Refining India’s banking system
August 2016 | FEATURE | BANKING & FINANCE
Financier Worldwide Magazine
One of the biggest tasks facing India’s prime minister, Narendra Modi, when he took office was the implementation of a series of much needed reforms to many different facets of Indian life.
In reality, until now, the Modi government has stepped lightly in its reform attempt. But things do appear to be changing. In a long-awaited move, India has begun to implement a series of new banking reforms, including the introduction of the country’s first national bankruptcy law. The impact of these banking reforms will have far reaching implications for the national banking system, particularly at a time when financial institutions, especially public sector banks, are struggling to handle a burgeoning pile of bad loans.
In May, parliament announced the approval of the Insolvency and Bankruptcy Code, which will make doing business in India easier and will bring an end to a number of pieces of legislation which date back to the colonial era.
The Code will ensure the time-bound settlement of insolvencies, facilitate faster business turnarounds and create a database of serial defaulters. However, the implementation of the Code remains a key issue, since it is predicated on the creation of a complementary ecosystem including insolvency professionals, information utilities and a bankruptcy regulator.

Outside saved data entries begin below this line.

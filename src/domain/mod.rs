//! Pure data structures for the managed resource and its field rules.

pub mod resource;
pub mod validation;

pub use resource::*;
pub use validation::*;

The new Code will replace existing bankruptcy laws and cover individuals, companies, limited liability partnerships and partnership firms. It will also amend laws including the Companies Act, allowing it to become the overarching legislation dealing with corporate insolvency. It will also help creditors recover loans faster. The introduction of the Code will be a telling moment for India’s banking system, providing a robust and comprehensive legislative framework encompassing a number of different bodies across India.

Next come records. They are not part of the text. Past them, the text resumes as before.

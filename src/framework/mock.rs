//! # Mock Framework
//!
//! Utilities for testing repository callers (such as the HTTP router) in isolation.
//!
//! Use [`MockClient`] to queue canned responses, or [`create_mock_client`] to get
//! a client and the raw receiver so a test can inspect exactly which requests
//! arrive (or assert that none do).

use crate::framework::{ActorEntity, FrameworkError, ResourceClient, ResourceRequest};
use std::collections::VecDeque;
use std::sync::{Arc, Mutex, PoisonError};
use tokio::sync::mpsc;

// =============================================================================
// EXPECTATION BUILDER API
// =============================================================================

/// Represents an expected request to the mock client.
///
/// This enum is used internally by `MockClient` to track what requests
/// are expected and what responses should be returned.
enum Expectation<T: ActorEntity> {
    List {
        response: Result<Vec<T>, FrameworkError>,
    },
    Create {
        response: Result<T, FrameworkError>,
    },
    Get {
        id: T::Id,
        response: Result<Option<T>, FrameworkError>,
    },
    Update {
        id: T::Id,
        response: Result<T, FrameworkError>,
    },
    Delete {
        id: T::Id,
        response: Result<(), FrameworkError>,
    },
}

type Queue<T> = Arc<Mutex<VecDeque<Expectation<T>>>>;

fn lock<T: ActorEntity>(queue: &Queue<T>) -> std::sync::MutexGuard<'_, VecDeque<Expectation<T>>> {
    queue.lock().unwrap_or_else(PoisonError::into_inner)
}

/// A mock client with expectation tracking for fluent testing.
///
/// Expectations are consumed in order. A request that does not match the next
/// expectation (wrong operation or wrong ID) panics the background task, which
/// the caller observes as [`FrameworkError::ActorDropped`].
///
/// # Example
/// ```ignore
/// let mut mock = MockClient::<Resource>::new();
/// mock.expect_list().return_ok(vec![]);
/// mock.expect_delete(id).return_err(FrameworkError::NotFound(id.to_string()));
///
/// let client = mock.client();
/// // Use client in tests...
/// mock.verify(); // Ensures all expectations were met
/// ```
pub struct MockClient<T: ActorEntity> {
    client: ResourceClient<T>,
    expectations: Queue<T>,
    _handle: tokio::task::JoinHandle<()>,
}

impl<T: ActorEntity> MockClient<T> {
    /// Creates a new mock client with no expectations.
    pub fn new() -> Self {
        let (sender, mut receiver) = mpsc::channel::<ResourceRequest<T>>(100);
        let expectations: Queue<T> = Arc::new(Mutex::new(VecDeque::new()));
        let expectations_clone = expectations.clone();

        // Spawn background task to handle requests
        let handle = tokio::spawn(async move {
            while let Some(request) = receiver.recv().await {
                let expectation = lock(&expectations_clone).pop_front();

                match (request, expectation) {
                    (ResourceRequest::List { respond_to }, Some(Expectation::List { response })) => {
                        let _ = respond_to.send(response);
                    }
                    (ResourceRequest::Create { respond_to, .. }, Some(Expectation::Create { response })) => {
                        let _ = respond_to.send(response);
                    }
                    (ResourceRequest::Get { id, respond_to }, Some(Expectation::Get { id: expected, response })) => {
                        assert_eq!(id, expected, "Get called with unexpected id");
                        let _ = respond_to.send(response);
                    }
                    (ResourceRequest::Update { id, respond_to, .. }, Some(Expectation::Update { id: expected, response })) => {
                        assert_eq!(id, expected, "Update called with unexpected id");
                        let _ = respond_to.send(response);
                    }
                    (ResourceRequest::Delete { id, respond_to }, Some(Expectation::Delete { id: expected, response })) => {
                        assert_eq!(id, expected, "Delete called with unexpected id");
                        let _ = respond_to.send(response);
                    }
                    _ => {
                        panic!("Unexpected request or expectation mismatch");
                    }
                }
            }
        });

        Self {
            client: ResourceClient::new(sender),
            expectations,
            _handle: handle,
        }
    }

    /// Returns the client for use in tests.
    pub fn client(&self) -> ResourceClient<T> {
        self.client.clone()
    }

    /// Expects a `list` operation.
    pub fn expect_list(&mut self) -> ExpectationBuilder<T, Vec<T>> {
        ExpectationBuilder::new(&self.expectations, |response| Expectation::List { response })
    }

    /// Expects a `create` operation.
    pub fn expect_create(&mut self) -> ExpectationBuilder<T, T> {
        ExpectationBuilder::new(&self.expectations, |response| Expectation::Create { response })
    }

    /// Expects a `get` operation for `id`.
    pub fn expect_get(&mut self, id: T::Id) -> ExpectationBuilder<T, Option<T>> {
        ExpectationBuilder::new(&self.expectations, move |response| Expectation::Get { id, response })
    }

    /// Expects an `update` operation for `id`.
    pub fn expect_update(&mut self, id: T::Id) -> ExpectationBuilder<T, T> {
        ExpectationBuilder::new(&self.expectations, move |response| Expectation::Update { id, response })
    }

    /// Expects a `delete` operation for `id`.
    pub fn expect_delete(&mut self, id: T::Id) -> ExpectationBuilder<T, ()> {
        ExpectationBuilder::new(&self.expectations, move |response| Expectation::Delete { id, response })
    }

    /// Verifies that all expectations were met.
    pub fn verify(&self) {
        let remaining = lock(&self.expectations).len();
        if remaining != 0 {
            panic!("Not all expectations were met. {} remaining", remaining);
        }
    }
}

impl<T: ActorEntity> Default for MockClient<T> {
    fn default() -> Self {
        Self::new()
    }
}

/// Builder that records the canned response for one expected request.
pub struct ExpectationBuilder<T: ActorEntity, R> {
    expectations: Queue<T>,
    wrap: Box<dyn FnOnce(Result<R, FrameworkError>) -> Expectation<T> + Send>,
}

impl<T: ActorEntity, R> ExpectationBuilder<T, R> {
    fn new(
        expectations: &Queue<T>,
        wrap: impl FnOnce(Result<R, FrameworkError>) -> Expectation<T> + Send + 'static,
    ) -> Self {
        Self {
            expectations: expectations.clone(),
            wrap: Box::new(wrap),
        }
    }

    /// Sets the expectation to return a successful result.
    pub fn return_ok(self, value: R) {
        let expectation = (self.wrap)(Ok(value));
        lock(&self.expectations).push_back(expectation);
    }

    /// Sets the expectation to return an error.
    pub fn return_err(self, error: FrameworkError) {
        let expectation = (self.wrap)(Err(error));
        lock(&self.expectations).push_back(expectation);
    }
}

// =============================================================================
// CHANNEL HELPERS
// =============================================================================

/// Creates a mock client and a receiver for asserting requests.
///
/// # Testing Strategy
/// Instead of spinning up a full `ResourceActor`, the client sends messages to
/// a channel the test controls. The test can then inspect the messages arriving
/// on that channel, answer them, or assert that nothing arrived at all (for
/// example when a request must be abandoned before reaching the repository).
pub fn create_mock_client<T: ActorEntity>(
    buffer_size: usize,
) -> (ResourceClient<T>, mpsc::Receiver<ResourceRequest<T>>) {
    let (sender, receiver) = mpsc::channel(buffer_size);
    (ResourceClient::new(sender), receiver)
}

/// Helper to verify that the next message is a Create request
pub async fn expect_create<T: ActorEntity>(
    receiver: &mut mpsc::Receiver<ResourceRequest<T>>,
) -> Option<(T::Candidate, tokio::sync::oneshot::Sender<Result<T, FrameworkError>>)> {
    match receiver.recv().await {
        Some(ResourceRequest::Create { candidate, respond_to }) => Some((candidate, respond_to)),
        _ => None,
    }
}

/// Helper to verify that the next message is a Get request
pub async fn expect_get<T: ActorEntity>(
    receiver: &mut mpsc::Receiver<ResourceRequest<T>>,
) -> Option<(T::Id, tokio::sync::oneshot::Sender<Result<Option<T>, FrameworkError>>)> {
    match receiver.recv().await {
        Some(ResourceRequest::Get { id, respond_to }) => Some((id, respond_to)),
        _ => None,
    }
}

#[cfg(test)]
mod tests {
    use super::*;
    use crate::domain::Resource;
    use serde_json::json;
    use uuid::Uuid;

    fn sample(id: Uuid) -> Resource {
        Resource {
            id,
            name: "Test".to_string(),
            count: 1,
            tags: vec![],
        }
    }

    #[tokio::test]
    async fn test_mock_client() {
        let (client, mut receiver) = create_mock_client::<Resource>(10);
        let id = Uuid::new_v4();

        // Test Create
        let create_client = client.clone();
        let create_task = tokio::spawn(async move {
            create_client.create(json!({"name": "Test", "count": 1, "tags": []})).await
        });

        let (candidate, responder) = expect_create(&mut receiver).await.expect("Expected Create request");
        assert_eq!(candidate["name"], "Test");
        responder.send(Ok(sample(id))).unwrap();

        let result = create_task.await.unwrap();
        assert_eq!(result, Ok(sample(id)));

        // Test Get
        let get_task = tokio::spawn(async move { client.get(id).await });

        let (requested, responder) = expect_get(&mut receiver).await.expect("Expected Get request");
        assert_eq!(requested, id);
        responder.send(Ok(None)).unwrap();

        assert_eq!(get_task.await.unwrap(), Ok(None));
    }

    #[tokio::test]
    async fn test_mock_client_with_expectations() {
        let id = Uuid::new_v4();

        // Create mock with fluent expectation API
        let mut mock = MockClient::<Resource>::new();
        mock.expect_list().return_ok(vec![sample(id)]);
        mock.expect_get(id).return_ok(Some(sample(id)));
        mock.expect_delete(id).return_err(FrameworkError::NotFound(id.to_string()));

        let client = mock.client();

        let listed = client.list().await.unwrap();
        assert_eq!(listed.len(), 1);

        let fetched = client.get(id).await.unwrap();
        assert_eq!(fetched.unwrap().name, "Test");

        let deleted = client.delete(id).await;
        assert_eq!(deleted, Err(FrameworkError::NotFound(id.to_string())));

        // Verify all expectations were met
        mock.verify();
    }
}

The Code will take the necessary steps to help overhaul one aspect of the Indian banking regime: the perilous state of the country’s public sector banks (PSBs). Following the nationalisation of India’s banks, 27 PSBs account for 70 percent of all lending. However, many of those banks are in dire straits having lent considerable sums to companies unable to pay them back. Indeed, a remarkable 17 percent of the loans the banks made in 2011 have either had to be written off or are likely to be in the near future. As a result of these defaults, the Indian government and the central bank have begun to tighten the leash on the PSBs.
The scale of the country’s bad loan problem is considerable. According to recent statistics, to the end of March 2016 Indian banks now have close to Rs 600,000 crore in bad loans. As a point of comparison, that is the total asset size of a big lender like Bank of India. This needs to be addressed quickly. The news in early June that India’s banks lost more than $3bn in the second quarter is not only a concern, but also at odds with the 7.9 percent GDP growth the country has experienced of late. Losses of that magnitude are unlikely to be sustainable, and while it is possible that the country’s reasonable economic outlook could help the banks overcome their weaknesses, in the long term it is more likely that the national economy will be adversely affected by its lenders.
The recent announcement by finance minister Arun Jaitley that India would consolidate a number of public sector banks will go a long way to alleviating concerns around the national banking system. According to Mr Jaitley, the number of public sector banks will be reduced from 27 to just 10, a move which will result in improved efficiency, greater economies of scale and enable the country’s larger financial institutions to adapt to the needs of India’s developing economy.
Given the role of larger financial institutions in India’s economy, and the demands placed on those institutions to fund mega-projects like transport infrastructure upgrades, the consolidation of banks into larger blocks makes sense. Smaller banks with lower asset bases could find it difficult to compete with bigger private and public sector banks due to their higher operating costs. Accordingly, the scale achieved in the Indian banking sector through the amalgamation of several smaller banks will generate a number of positives for the Indian economy.
Yet it is important that merging the country’s bigger banks is not seen as a panacea for the wider problems which beset the Indian economy. Larger banks may not necessarily be the answer to the country’s banking problems; existing bigger banks have not been entirely successful to date, hence the need for the programme of reform. Instead, efforts should be made to improve due diligence procedures when issuing loans – the fewer bad loans in the Indian banking system, the better. Equally, efforts should be made to improve the management of existing assets as well as the management of business operations. Recapitalisation is another issue which must be addressed if the Indian banking system is to prosper. The departure of Raghuram Rajan from his position as governor of India’s central bank in September will prove another telling moment in the development of the national economy, given the air of global economic uncertainty. India’s banking system, like much of the national economy, is changing – hopefully for the better.